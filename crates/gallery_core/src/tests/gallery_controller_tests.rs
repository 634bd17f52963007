use super::*;
use crate::test_support::{
    call_log, calls, count, zebra_and_apple, Call, CallLog, RecordingAssistant, ScriptedUpload,
};

fn controller(log: &CallLog, upload: ScriptedUpload, events: &EventBus) -> PhotoGalleryController {
    PhotoGalleryController::new(
        Arc::new(RecordingAssistant::new(log)),
        Arc::new(upload),
        events,
    )
}

fn add_photo(src: &str, description: &str) -> Call {
    Call::AddPhoto {
        src: src.to_string(),
        description: description.to_string(),
    }
}

fn display(columns: u32) -> Call {
    Call::Display {
        columns,
        container: "photo-gallery".to_string(),
    }
}

#[test]
fn setup_rejects_invalid_arguments_without_configuring() {
    let log = call_log();
    let events = EventBus::new();
    let gallery = controller(&log, ScriptedUpload::new(&log), &events);

    for (columns, container) in [
        (0.0, "photo-gallery"),
        (-3.0, "photo-gallery"),
        (f64::NAN, "photo-gallery"),
        (3.0, ""),
        (3.0, "not a surface"),
    ] {
        let err = gallery
            .setup_photo_gallery(columns, container)
            .expect_err("invalid setup");
        assert!(matches!(err, GalleryError::InvalidArgument(_)));
    }
    assert_eq!(gallery.state(), ControllerState::Unconfigured);
    assert!(gallery.configuration().is_none());
}

#[test]
fn setup_moves_controller_to_configured_and_can_be_repeated() {
    let log = call_log();
    let events = EventBus::new();
    let gallery = controller(&log, ScriptedUpload::new(&log), &events);

    gallery.setup_photo_gallery(3.0, "photo-gallery").expect("setup");
    assert_eq!(gallery.state(), ControllerState::Configured);

    gallery.setup_photo_gallery(4.0, "photo-gallery").expect("setup again");
    let configuration = gallery.configuration().expect("configured");
    assert_eq!(configuration.columns.get(), 4);
}

#[test]
fn upload_photos_delegates_without_running_the_pipeline() {
    let log = call_log();
    let events = EventBus::new();
    let gallery = controller(&log, ScriptedUpload::new(&log), &events);
    gallery.setup_photo_gallery(3.0, "photo-gallery").expect("setup");

    gallery.upload_photos().expect("upload");

    assert_eq!(calls(&log), vec![Call::Upload]);
}

#[test]
fn refused_upload_surfaces_as_collaborator_failure() {
    let log = call_log();
    let events = EventBus::new();
    let gallery = controller(&log, ScriptedUpload::refusing(&log, "quota exceeded"), &events);

    let err = gallery.upload_photos().expect_err("refused");
    assert!(matches!(
        err,
        GalleryError::CollaboratorFailure {
            operation: "upload photos",
            ..
        }
    ));
}

#[test]
fn photos_uploaded_runs_fetch_build_register_sort_display_in_order() {
    let log = call_log();
    let events = EventBus::new();
    let upload = ScriptedUpload::new(&log).then_batch(zebra_and_apple());
    let gallery = controller(&log, upload, &events);
    gallery.setup_photo_gallery(3.0, "photo-gallery").expect("setup");

    events.publish(GalleryEvent::PhotosUploaded);

    assert_eq!(
        calls(&log),
        vec![
            Call::Fetch,
            add_photo("a.png", "Zebra"),
            add_photo("b.png", "Apple"),
            Call::Sort,
            display(3),
        ]
    );
    let names: Vec<String> = gallery
        .photos()
        .iter()
        .map(|photo| photo.display_name().to_string())
        .collect();
    assert_eq!(names, vec!["Zebra", "Apple"]);
    assert_eq!(gallery.registered_count(), 2);
}

#[test]
fn editing_modal_closed_only_sorts_and_displays() {
    let log = call_log();
    let events = EventBus::new();
    let upload = ScriptedUpload::new(&log).then_batch(zebra_and_apple());
    let gallery = controller(&log, upload, &events);
    gallery.setup_photo_gallery(2.0, "photo-gallery").expect("setup");
    events.publish(GalleryEvent::PhotosUploaded);
    log.lock().expect("log").clear();

    events.publish(GalleryEvent::EditingModalClosed);

    assert_eq!(calls(&log), vec![Call::Sort, display(2)]);
    assert_eq!(gallery.photos().len(), 2);
}

#[test]
fn working_set_accumulates_and_each_photo_is_registered_once() {
    let log = call_log();
    let events = EventBus::new();
    let upload = ScriptedUpload::new(&log)
        .then_batch(zebra_and_apple())
        .then_batch(vec![PhotoRecord::new("c.png", "Mango")]);
    let gallery = controller(&log, upload, &events);
    gallery.setup_photo_gallery(3.0, "photo-gallery").expect("setup");

    events.publish(GalleryEvent::PhotosUploaded);
    log.lock().expect("log").clear();
    events.publish(GalleryEvent::PhotosUploaded);

    assert_eq!(
        calls(&log),
        vec![Call::Fetch, add_photo("c.png", "Mango"), Call::Sort, display(3)]
    );
    assert_eq!(gallery.photos().len(), 3);
    assert_eq!(gallery.registered_count(), 3);
}

#[test]
fn failed_fetch_is_logged_and_the_run_still_sorts_and_displays() {
    let log = call_log();
    let events = EventBus::new();
    let upload = ScriptedUpload::new(&log).then_failure("storage offline");
    let gallery = controller(&log, upload, &events);
    gallery.setup_photo_gallery(3.0, "photo-gallery").expect("setup");

    events.publish(GalleryEvent::PhotosUploaded);

    assert_eq!(calls(&log), vec![Call::Fetch, Call::Sort, display(3)]);
    assert!(gallery.photos().is_empty());
}

#[test]
fn broadcasts_are_ignored_until_the_gallery_is_configured() {
    let log = call_log();
    let events = EventBus::new();
    let upload = ScriptedUpload::new(&log).then_batch(zebra_and_apple());
    let gallery = controller(&log, upload, &events);

    events.publish(GalleryEvent::PhotosUploaded);
    events.publish(GalleryEvent::EditingModalClosed);
    assert!(calls(&log).is_empty());

    gallery.setup_photo_gallery(3.0, "photo-gallery").expect("setup");
    events.publish(GalleryEvent::PhotosUploaded);
    assert_eq!(count(&log, |call| matches!(call, Call::AddPhoto { .. })), 2);
}

#[test]
fn assistant_failure_stops_the_run_before_display() {
    let log = call_log();
    let events = EventBus::new();
    let gallery = PhotoGalleryController::new(
        Arc::new(RecordingAssistant::failing(&log, "renderer crashed")),
        Arc::new(ScriptedUpload::new(&log).then_batch(zebra_and_apple())),
        &events,
    );
    gallery.setup_photo_gallery(3.0, "photo-gallery").expect("setup");

    events.publish(GalleryEvent::PhotosUploaded);

    assert_eq!(calls(&log), vec![Call::Fetch, add_photo("a.png", "Zebra")]);
    assert_eq!(gallery.registered_count(), 0);
}

#[test]
fn dropped_controller_stops_listening() {
    let log = call_log();
    let events = EventBus::new();
    let gallery = controller(&log, ScriptedUpload::new(&log), &events);
    assert_eq!(events.listener_count(GalleryEvent::PhotosUploaded), 1);
    assert_eq!(events.listener_count(GalleryEvent::EditingModalClosed), 1);

    drop(gallery);

    assert_eq!(events.listener_count(GalleryEvent::PhotosUploaded), 0);
    assert_eq!(events.listener_count(GalleryEvent::EditingModalClosed), 0);
}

══════════════════════════════

Work order:
Recreate the full listing above precisely.

Solution for this problem:
filename crates/gallery_core/src/tests/gallery_controller_tests.rs
repository 634bd17f52963007
use super::*;
use crate::test_support::{
    call_log, calls, count, zebra_and_apple, Call, CallLog, RecordingAssistant, ScriptedUpload,
};

fn controller(log: &CallLog, upload: ScriptedUpload, events: &EventBus) -> PhotoGalleryController {
    PhotoGalleryController::new(
        Arc::new(RecordingAssistant::new(log)),
        Arc::new(upload),
        events,
    )
}

fn add_photo(src: &str, description: &str) -> Call {
    Call::AddPhoto {
        src: src.to_string(),
        description: description.to_string(),
    }
}

fn display(columns: u32) -> Call {
    Call::Display {
        columns,
        container: "photo-gallery".to_string(),
    }
}

#[test]
fn setup_rejects_invalid_arguments_without_configuring() {
    let log = call_log();
    let events = EventBus::new();
    let gallery = controller(&log, ScriptedUpload::new(&log), &events);

    for (columns, container) in [
        (0.0, "photo-gallery"),
        (-3.0, "photo-gallery"),
        (f64::NAN, "photo-gallery"),
        (3.0, ""),
        (3.0, "not a surface"),
    ] {
        let err = gallery
            .setup_photo_gallery(columns, container)
            .expect_err("invalid setup");
        assert!(matches!(err, GalleryError::InvalidArgument(_)));
    }
    assert_eq!(gallery.state(), ControllerState::Unconfigured);
    assert!(gallery.configuration().is_none());
}

#[test]
fn setup_moves_controller_to_configured_and_can_be_repeated() {
    let log = call_log();
    let events = EventBus::new();
    let gallery = controller(&log, ScriptedUpload::new(&log), &events);

    gallery.setup_photo_gallery(3.0, "photo-gallery").expect("setup");
    assert_eq!(gallery.state(), ControllerState::Configured);

    gallery.setup_photo_gallery(4.0, "photo-gallery").expect("setup again");
    let configuration = gallery.configuration().expect("configured");
    assert_eq!(configuration.columns.get(), 4);
}

#[test]
fn upload_photos_delegates_without_running_the_pipeline() {
    let log = call_log();
    let events = EventBus::new();
    let gallery = controller(&log, ScriptedUpload::new(&log), &events);
    gallery.setup_photo_gallery(3.0, "photo-gallery").expect("setup");

    gallery.upload_photos().expect("upload");

    assert_eq!(calls(&log), vec![Call::Upload]);
}

#[test]
fn refused_upload_surfaces_as_collaborator_failure() {
    let log = call_log();
    let events = EventBus::new();
    let gallery = controller(&log, ScriptedUpload::refusing(&log, "quota exceeded"), &events);

    let err = gallery.upload_photos().expect_err("refused");
    assert!(matches!(
        err,
        GalleryError::CollaboratorFailure {
            operation: "upload photos",
            ..
        }
    ));
}

#[test]
fn photos_uploaded_runs_fetch_build_register_sort_display_in_order() {
    let log = call_log();
    let events = EventBus::new();
    let upload = ScriptedUpload::new(&log).then_batch(zebra_and_apple());
    let gallery = controller(&log, upload, &events);
    gallery.setup_photo_gallery(3.0, "photo-gallery").expect("setup");

    events.publish(GalleryEvent::PhotosUploaded);

    assert_eq!(
        calls(&log),
        vec![
            Call::Fetch,
            add_photo("a.png", "Zebra"),
            add_photo("b.png", "Apple"),
            Call::Sort,
            display(3),
        ]
    );
    let names: Vec<String> = gallery
        .photos()
        .iter()
        .map(|photo| photo.display_name().to_string())
        .collect();
    assert_eq!(names, vec!["Zebra", "Apple"]);
    assert_eq!(gallery.registered_count(), 2);
}

#[test]
fn editing_modal_closed_only_sorts_and_displays() {
    let log = call_log();
    let events = EventBus::new();
    let upload = ScriptedUpload::new(&log).then_batch(zebra_and_apple());
    let gallery = controller(&log, upload, &events);
    gallery.setup_photo_gallery(2.0, "photo-gallery").expect("setup");
    events.publish(GalleryEvent::PhotosUploaded);
    log.lock().expect("log").clear();

    events.publish(GalleryEvent::EditingModalClosed);

    assert_eq!(calls(&log), vec![Call::Sort, display(2)]);
    assert_eq!(gallery.photos().len(), 2);
}

#[test]
fn working_set_accumulates_and_each_photo_is_registered_once() {
    let log = call_log();
    let events = EventBus::new();
    let upload = ScriptedUpload::new(&log)
        .then_batch(zebra_and_apple())
        .then_batch(vec![PhotoRecord::new("c.png", "Mango")]);
    let gallery = controller(&log, upload, &events);
    gallery.setup_photo_gallery(3.0, "photo-gallery").expect("setup");

    events.publish(GalleryEvent::PhotosUploaded);
    log.lock().expect("log").clear();
    events.publish(GalleryEvent::PhotosUploaded);

    assert_eq!(
        calls(&log),
        vec![Call::Fetch, add_photo("c.png", "Mango"), Call::Sort, display(3)]
    );
    assert_eq!(gallery.photos().len(), 3);
    assert_eq!(gallery.registered_count(), 3);
}

#[test]
fn failed_fetch_is_logged_and_the_run_still_sorts_and_displays() {
    let log = call_log();
    let events = EventBus::new();
    let upload = ScriptedUpload::new(&log).then_failure("storage offline");
    let gallery = controller(&log, upload, &events);
    gallery.setup_photo_gallery(3.0, "photo-gallery").expect("setup");

    events.publish(GalleryEvent::PhotosUploaded);

    assert_eq!(calls(&log), vec![Call::Fetch, Call::Sort, display(3)]);
    assert!(gallery.photos().is_empty());
}

#[test]
fn broadcasts_are_ignored_until_the_gallery_is_configured() {
    let log = call_log();
    let events = EventBus::new();
    let upload = ScriptedUpload::new(&log).then_batch(zebra_and_apple());
    let gallery = controller(&log, upload, &events);

    events.publish(GalleryEvent::PhotosUploaded);
    events.publish(GalleryEvent::EditingModalClosed);
    assert!(calls(&log).is_empty());

    gallery.setup_photo_gallery(3.0, "photo-gallery").expect("setup");
    events.publish(GalleryEvent::PhotosUploaded);
    assert_eq!(count(&log, |call| matches!(call, Call::AddPhoto { .. })), 2);
}

#[test]
fn assistant_failure_stops_the_run_before_display() {
    let log = call_log();
    let events = EventBus::new();
    let gallery = PhotoGalleryController::new(
        Arc::new(RecordingAssistant::failing(&log, "renderer crashed")),
        Arc::new(ScriptedUpload::new(&log).then_batch(zebra_and_apple())),
        &events,
    );
    gallery.setup_photo_gallery(3.0, "photo-gallery").expect("setup");

    events.publish(GalleryEvent::PhotosUploaded);

    assert_eq!(calls(&log), vec![Call::Fetch, add_photo("a.png", "Zebra")]);
    assert_eq!(gallery.registered_count(), 0);
}

#[test]
fn dropped_controller_stops_listening() {
    let log = call_log();
    let events = EventBus::new();
    let gallery = controller(&log, ScriptedUpload::new(&log), &events);
    assert_eq!(events.listener_count(GalleryEvent::PhotosUploaded), 1);
    assert_eq!(events.listener_count(GalleryEvent::EditingModalClosed), 1);

    drop(gallery);

    assert_eq!(events.listener_count(GalleryEvent::PhotosUploaded), 0);
    assert_eq!(events.listener_count(GalleryEvent::EditingModalClosed), 0);
}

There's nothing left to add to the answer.